# Plagiarism Detection:
Plagiarism is the problem of copying or stealing someone else's ideas and content and using it or publishing it as your own. This comes to include everything from graphical content to textual content but the focus of the topic here would be text only. To find plagiarism, a set of techniques are used in natural language processing to identify whether a certain piece of text (either at sentence level, passage level or document level) has been copy pasted without the authority or mention of the actual source it is copied from and mark the percentage of such content for a given document. Before we first start off with the details of how plagiarism detection works, lets get a better understanding of what actually is plagiarism. The following spectrum reflects on the 12 of the most common cases that can be referred to as the act of plagiarism. (This spectrum has been taken from [Turnitin's Plagiarism Spectrum](https://www.turnitin.com/resources/plagiarism-spectrum-2-0))
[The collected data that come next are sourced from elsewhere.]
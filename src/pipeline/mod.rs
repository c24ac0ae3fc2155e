//! Per-address verification: format, MX, SMTP probe, optional API fallback.
//!
//! Evaluation always stops at the first failing stage. Which outcomes end up
//! in a batch report is decided separately by
//! [`ReportScope`](crate::batch::ReportScope).

mod types;

pub use types::{Status, VerificationOutcome};

use tracing::debug;

use crate::cell::CellValue;
use crate::error::VerifyError;
use crate::mx::{MxError, ResolverOptions};
use crate::pacing::Pacer;
use crate::smtp_verify::{MailboxProbe, SmtpProbeOptions};
use crate::validator::{is_valid_email, split_address};

/// MX stage seam.
pub trait ExchangerCheck: Send + Sync {
    fn has_mail_exchanger(&self, domain: &str) -> Result<bool, VerifyError>;
}

/// SMTP probe stage seam.
pub trait MailboxCheck: Send + Sync {
    fn probe_mailbox(&self, address: &str) -> Result<bool, VerifyError>;
}

/// Fallback stage seam. Failures are a plain `false`, never an error.
pub trait FallbackVerifier: Send + Sync {
    fn verify_via_third_party(&self, address: &str) -> bool;
}

struct FallbackStage {
    verifier: Box<dyn FallbackVerifier>,
    pacer: Box<dyn Pacer>,
}

pub struct VerificationPipeline {
    exchanger: Box<dyn ExchangerCheck>,
    mailbox: Box<dyn MailboxCheck>,
    fallback: Option<FallbackStage>,
}

impl VerificationPipeline {
    pub fn new(
        exchanger: impl ExchangerCheck + 'static,
        mailbox: impl MailboxCheck + 'static,
    ) -> Self {
        Self {
            exchanger: Box::new(exchanger),
            mailbox: Box::new(mailbox),
            fallback: None,
        }
    }

    /// DNS and SMTP stages backed by the host resolver configuration; both
    /// stages share one lookup.
    pub fn system(
        resolver_options: &ResolverOptions,
        probe_options: SmtpProbeOptions,
    ) -> Result<Self, MxError> {
        let resolver = crate::mx::DomainResolver::system(resolver_options)?;
        let probe = MailboxProbe::new(resolver.clone(), probe_options);
        Ok(Self::new(resolver, probe))
    }

    /// Enables the fallback stage; calls are spaced by `pacer`.
    pub fn with_fallback(
        mut self,
        verifier: impl FallbackVerifier + 'static,
        pacer: impl Pacer + 'static,
    ) -> Self {
        self.fallback = Some(FallbackStage {
            verifier: Box::new(verifier),
            pacer: Box::new(pacer),
        });
        self
    }

    /// Fallback via the HTTP verification API, one call per second at most.
    #[cfg(feature = "with-fallback")]
    pub fn with_api_fallback(
        self,
        options: &crate::fallback::FallbackOptions,
    ) -> Result<Self, VerifyError> {
        let verifier = crate::fallback::ApiFallbackVerifier::new(options)?;
        Ok(self.with_fallback(
            verifier,
            crate::pacing::MinInterval::new(options.min_interval),
        ))
    }

    pub fn has_fallback(&self) -> bool {
        self.fallback.is_some()
    }

    /// Runs every stage for one cell, short-circuiting on the first failure.
    /// Errors are reserved for failures outside each stage's expected set.
    pub fn verify(&self, value: &CellValue) -> Result<VerificationOutcome, VerifyError> {
        let address = match value {
            CellValue::Null => return Ok(outcome(value, Status::NullAddress)),
            CellValue::Text(text) if is_valid_email(text) => text.trim(),
            _ => return Ok(outcome(value, Status::FormatInvalid)),
        };

        let Some((_, domain)) = split_address(address) else {
            return Ok(outcome(value, Status::FormatInvalid));
        };
        if !self.exchanger.has_mail_exchanger(&domain.to_lowercase())? {
            return Ok(outcome(value, Status::NoMailExchanger));
        }

        if self.mailbox.probe_mailbox(address)? {
            return Ok(outcome(value, Status::Verified));
        }

        let Some(fallback) = &self.fallback else {
            return Ok(outcome(value, Status::MailboxRejected));
        };
        fallback.pacer.pace();
        if fallback.verifier.verify_via_third_party(address) {
            Ok(outcome(value, Status::FallbackVerified))
        } else {
            debug!(address, "fallback did not confirm mailbox");
            Ok(outcome(value, Status::FallbackFailed))
        }
    }
}

fn outcome(value: &CellValue, status: Status) -> VerificationOutcome {
    VerificationOutcome::new(value.clone(), status)
}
![image.png](attachment:image.png)

## General Architecture for Plagiarism Detection Model:
Plagiarism Detection works on the basis of a set of steps which includes preprocessing, feature extraction, fetching similar documents on the basis of extracted features, performing similarity with the fetched documents and computing the overall plagiarism score. Below I have attached what a general plagiarism detection architecture may look like. I'll go on to briefly explain each step in a more detailed manner under.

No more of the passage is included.